We have a C++ library, and we received a few requests to support UWP. I'm investigating the port now. I'm looking through Microsoft's C/C++ Preprocessor Reference | Predefined Macros for Visual Studio 2015, but I don't see anything related to UWP.

I found How to: Use Existing C++ Code in a Universal Windows Platform App, but they look like the old defines for those Metro UI apps:

  • WINAPI_FAMILY_PARTITION(WINAPI_PARTITION_PC_APP)
  • WINAPI_FAMILY_PARTITION(WINAPI_PARTITION_PHONE_APP)
  • WINAPI_FAMILY_PARTITION(WINAPI_PARTITION_APP)
  • WINAPI_FAMILY_PARTITION(WINAPI_PARTITION_DESKTOP)
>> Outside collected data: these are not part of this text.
//! Drag-and-drop mediation between quadrant lists.
//!
//! # Responsibility
//! - Track the explicit two-state drag machine (idle / dragging).
//! - Turn a completed drop into a board relocation plus a save, and mirror
//!   the move in the displayed lists.
//!
//! # Invariants
//! - The dragged task is referenced by its explicit id, never by ambient
//!   transfer-data side channels.
//! - An abandoned or stale drag leaves board, view, and store untouched.

use crate::model::quadrant::Quadrant;
use crate::model::task::TaskId;
use crate::service::board_service::BoardService;
use crate::store::board_store::BoardStore;
use crate::view::task_list::TaskListView;
use log::debug;

/// Drag machine state.
#[derive(Debug, Clone, Copy, PartialEq, Eq, Default)]
pub enum DragState {
    #[default]
    Idle,
    /// A task item is being dragged; carries the transferable reference.
    Dragging(TaskId),
}

/// Mediates picking up a task item and dropping it into another quadrant.
#[derive(Debug, Default)]
pub struct DragController {
    state: DragState,
}

impl DragController {
    pub fn new() -> Self {
        Self::default()
    }

    pub fn state(&self) -> DragState {
        self.state
    }

    pub fn is_dragging(&self) -> bool {
        matches!(self.state, DragState::Dragging(_))
    }

    /// Begins a drag on the given task item.
    ///
    /// A drag started while another is in flight replaces it; the UI
    /// surface only ever delivers one active drag.
    pub fn begin_drag(&mut self, task: TaskId) {
        debug!("event=drag_begin module=drag status=ok");
        self.state = DragState::Dragging(task);
    }

    /// Whether a hover target should suppress the environment's default
    /// reject-drop behavior. True exactly while a drag is in flight; has
    /// no other effect.
    pub fn allow_drop(&self) -> bool {
        self.is_dragging()
    }

    /// Completes the drag over a quadrant's list area.
    ///
    /// Relocates the dragged task through the board service (which
    /// persists) and mirrors the move in the view. A stale reference is
    /// treated as an abandoned drag: no relocation, no save. Either way
    /// the machine returns to idle.
    pub fn drop_on<S: BoardStore>(
        &mut self,
        service: &mut BoardService<S>,
        view: &mut TaskListView,
        target: Quadrant,
    ) -> bool {
        let DragState::Dragging(task) = std::mem::take(&mut self.state) else {
            return false;
        };

        match service.relocate_task(task, target) {
            Some(_) => {
                view.relocate(task, target);
                true
            }
            None => {
                debug!("event=drag_drop module=drag status=abandoned reason=stale_ref");
                false
            }
        }
    }

    /// Abandons the drag (released outside any valid target).
    pub fn cancel(&mut self) {
        if self.is_dragging() {
            debug!("event=drag_cancel module=drag status=ok");
        }
        self.state = DragState::Idle;
    }
}
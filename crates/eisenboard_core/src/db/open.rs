//! Connection bootstrap utilities for SQLite.
//!
//! # Responsibility
//! - Open file or in-memory SQLite connections.
//! - Configure connection pragmas required by core behavior.
//! - Trigger schema migrations before returning a usable connection.
//!
//! # Invariants
//! - Returned connections have migrations fully applied.

use super::migrations::apply_migrations;
use super::DbResult;
use log::{error, info};
use rusqlite::Connection;
use std::path::Path;
use std::time::{Duration, Instant};

/// Opens a SQLite database file and applies all pending migrations.
///
/// # Side effects
/// - Emits `db_open` logging events with duration and status.
pub fn open_db(path: impl AsRef<Path>) -> DbResult<Connection> {
    finish_open(Connection::open(path), "file")
}

/// Opens an in-memory SQLite database and applies all pending migrations.
///
/// Used by tests and the CLI smoke probe.
pub fn open_db_in_memory() -> DbResult<Connection> {
    finish_open(Connection::open_in_memory(), "memory")
}

fn finish_open(opened: rusqlite::Result<Connection>, mode: &str) -> DbResult<Connection> {
    let started_at = Instant::now();
    info!("event=db_open module=db status=start mode={mode}");

    let mut conn = match opened {
        Ok(conn) => conn,
        Err(err) => {
            error!(
                "event=db_open module=db status=error mode={mode} duration_ms={} error_code=db_open_failed error={err}",
                started_at.elapsed().as_millis()
            );
            return Err(err.into());
        }
    };

    match bootstrap_connection(&mut conn) {
        Ok(()) => {
            info!(
                "event=db_open module=db status=ok mode={mode} duration_ms={}",
                started_at.elapsed().as_millis()
            );
            Ok(conn)
        }
        Err(err) => {
            error!(
                "event=db_open module=db status=error mode={mode} duration_ms={} error_code=db_bootstrap_failed error={err}",
                started_at.elapsed().as_millis()
            );
            Err(err)
        }
    }
}

fn bootstrap_connection(conn: &mut Connection) -> DbResult<()> {
    conn.execute_batch("PRAGMA foreign_keys = ON;")?;
    conn.busy_timeout(Duration::from_secs(5))?;
    apply_migrations(conn)?;
    Ok(())
}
I'd expect to see something specific to the latest iteration of the Windows Runtime. I thought we might be able to detect Windows 10 and UWP via _WIN32_WINNT_WIN10, but there does not appears such a macro if I am parsing Using the Windows Headers from MSDN correctly.
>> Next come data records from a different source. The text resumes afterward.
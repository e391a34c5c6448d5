//! SQLite storage bootstrap and schema migration entry points.
//!
//! # Responsibility
//! - Open and configure SQLite connections for the board store.
//! - Apply schema migrations in deterministic order.
//!
//! # Invariants
//! - Migration version is tracked via `PRAGMA user_version`.
//! - Core code must not read/write board state before migrations succeed.

use std::error::Error;
use std::fmt::{Display, Formatter};

pub mod migrations;
mod open;

pub use open::{open_db, open_db_in_memory};

pub type DbResult<T> = Result<T, DbError>;

#[derive(Debug)]
pub enum DbError {
    Sqlite(rusqlite::Error),
    UnsupportedSchemaVersion {
        db_version: u32,
        latest_supported: u32,
    },
}

impl Display for DbError {
    fn fmt(&self, f: &mut Formatter<'_>) -> std::fmt::Result {
        match self {
            Self::Sqlite(err) => write!(f, "{err}"),
            Self::UnsupportedSchemaVersion {
                db_version,
                latest_supported,
            } => write!(
                f,
                "database schema version {db_version} is newer than supported {latest_supported}"
            ),
        }
    }
}

impl Error for DbError {
    fn source(&self) -> Option<&(dyn Error + 'static)> {
        match self {
            Self::Sqlite(err) => Some(err),
            Self::UnsupportedSchemaVersion { .. } => None,
        }
    }
}

impl From<rusqlite::Error> for DbError {
    fn from(value: rusqlite::Error) -> Self {
        Self::Sqlite(value)
    }
}
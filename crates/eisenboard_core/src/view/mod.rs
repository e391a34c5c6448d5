//! Display projections of the board.
//!
//! # Responsibility
//! - Mirror the board into the widget lists the UI surface renders.
//! - Keep element-id conventions in one place.

pub mod task_list;
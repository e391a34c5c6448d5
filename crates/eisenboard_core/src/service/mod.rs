//! Core use-case services.
//!
//! # Responsibility
//! - Orchestrate board mutations and persistence into use-case level APIs.
//! - Keep UI layers decoupled from storage details.

pub mod board_service;
pub mod drag_controller;
pub mod panel_controller;
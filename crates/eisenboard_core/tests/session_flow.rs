//! End-to-end session: load, render, mutate, save, reload.

use eisenboard_core::db::open_db_in_memory;
use eisenboard_core::{
    BoardService, DragController, PanelController, Quadrant, SqliteBoardStore, TaskListView,
};

#[test]
fn full_session_round_trip() {
    let conn = open_db_in_memory().unwrap();

    // Session one: first run, empty board.
    let mut service = BoardService::open(SqliteBoardStore::new(&conn));
    assert!(service.board().is_empty());

    let mut view = TaskListView::new();
    view.populate(service.board());

    let mut panel = PanelController::new();
    panel.toggle_visibility();
    panel.set_draft("File taxes");
    panel.set_urgent(true);
    panel.set_important(true);
    let id = panel.submit(&mut service, &mut view).unwrap();

    panel.set_draft("Read novel");
    panel.submit(&mut service, &mut view).unwrap();

    let mut drag = DragController::new();
    drag.begin_drag(id);
    assert!(drag.allow_drop());
    assert!(drag.drop_on(&mut service, &mut view, Quadrant::NotUrgentImportant));

    // Session end: one more unconditional save; harmless because save is
    // idempotent given the current board.
    service.persist();
    drop(service);

    // Session two: reload into a fresh board and display.
    let service = BoardService::open(SqliteBoardStore::new(&conn));
    let mut view = TaskListView::new();
    view.populate(service.board());

    assert_eq!(
        service.board().snapshot(Quadrant::NotUrgentImportant),
        ["File taxes"]
    );
    assert_eq!(
        service.board().snapshot(Quadrant::NotUrgentNotImportant),
        ["Read novel"]
    );
    assert_eq!(service.board().task_count(), 2);
    assert_eq!(view.snapshot(Quadrant::NotUrgentImportant), ["File taxes"]);
}
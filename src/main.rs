//! nlm - NotebookLM command-line client
//!
#![doc = "Main entry point for the nlm CLI."]

use anyhow::Result;

use tracing_subscriber::{layer::SubscriberExt, util::SubscriberInitExt, EnvFilter};

use nlm::cli::{Cli, Commands};
use nlm::commands;
use nlm::config::Config;

#[tokio::main]
async fn main() -> Result<()> {
    let cli = Cli::parse_args();
    init_tracing(cli.verbose);

    let config = Config::load(cli.config.as_deref())?;
    let profile = cli.profile.as_deref();

    match cli.command {
        Commands::Login { file, email } => {
            commands::login::run_login(&config, profile, &file, email.as_deref())?;
            Ok(())
        }
        Commands::Profiles { command } => {
            commands::login::run_profiles(&command)?;
            Ok(())
        }
        Commands::Notebook { command } => {
            commands::notebook::run_notebook(&config, profile, command).await?;
            Ok(())
        }
        Commands::Source { command } => {
            commands::source::run_source(&config, profile, command).await?;
            Ok(())
        }
        Commands::Studio { command } => {
            commands::studio::run_studio(&config, profile, command).await?;
            Ok(())
        }
        Commands::Download {
            notebook,
            artifact_type,
            output,
            id,
            format,
        } => {
            commands::download::run_download(
                &config,
                profile,
                &notebook,
                &artifact_type,
                output,
                id.as_deref(),
                &format,
            )
            .await?;
            Ok(())
        }
        Commands::Research { command } => {
            commands::research::run_research(&config, profile, command).await?;
            Ok(())
        }
        Commands::Share { command } => {
            commands::share::run_share(&config, profile, command).await?;
            Ok(())
        }
    }
}

/// Initialize tracing subscriber with environment filter
fn init_tracing(verbose: bool) {
    let default_filter = if verbose { "nlm=debug" } else { "nlm=info" };
    let env_filter =
        EnvFilter::try_from_default_env().unwrap_or_else(|_| EnvFilter::new(default_filter));

    tracing_subscriber::registry()
        .with(env_filter)
        .with(tracing_subscriber::fmt::layer())
        .init();
}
Also some APIs are only available for Windows 10 and UWP Windows Store apps, so we need to detect when some APIs are missing (i.e., Windows Phone 8, Windows Store 8, Windows 10, and Windows Store 10).

What are the preprocessor macros used to detect UWP?


A related question may be Detect Windows Kit 8.0 and Windows Kit 8.1 SDKs, but I'm not sure at the moment.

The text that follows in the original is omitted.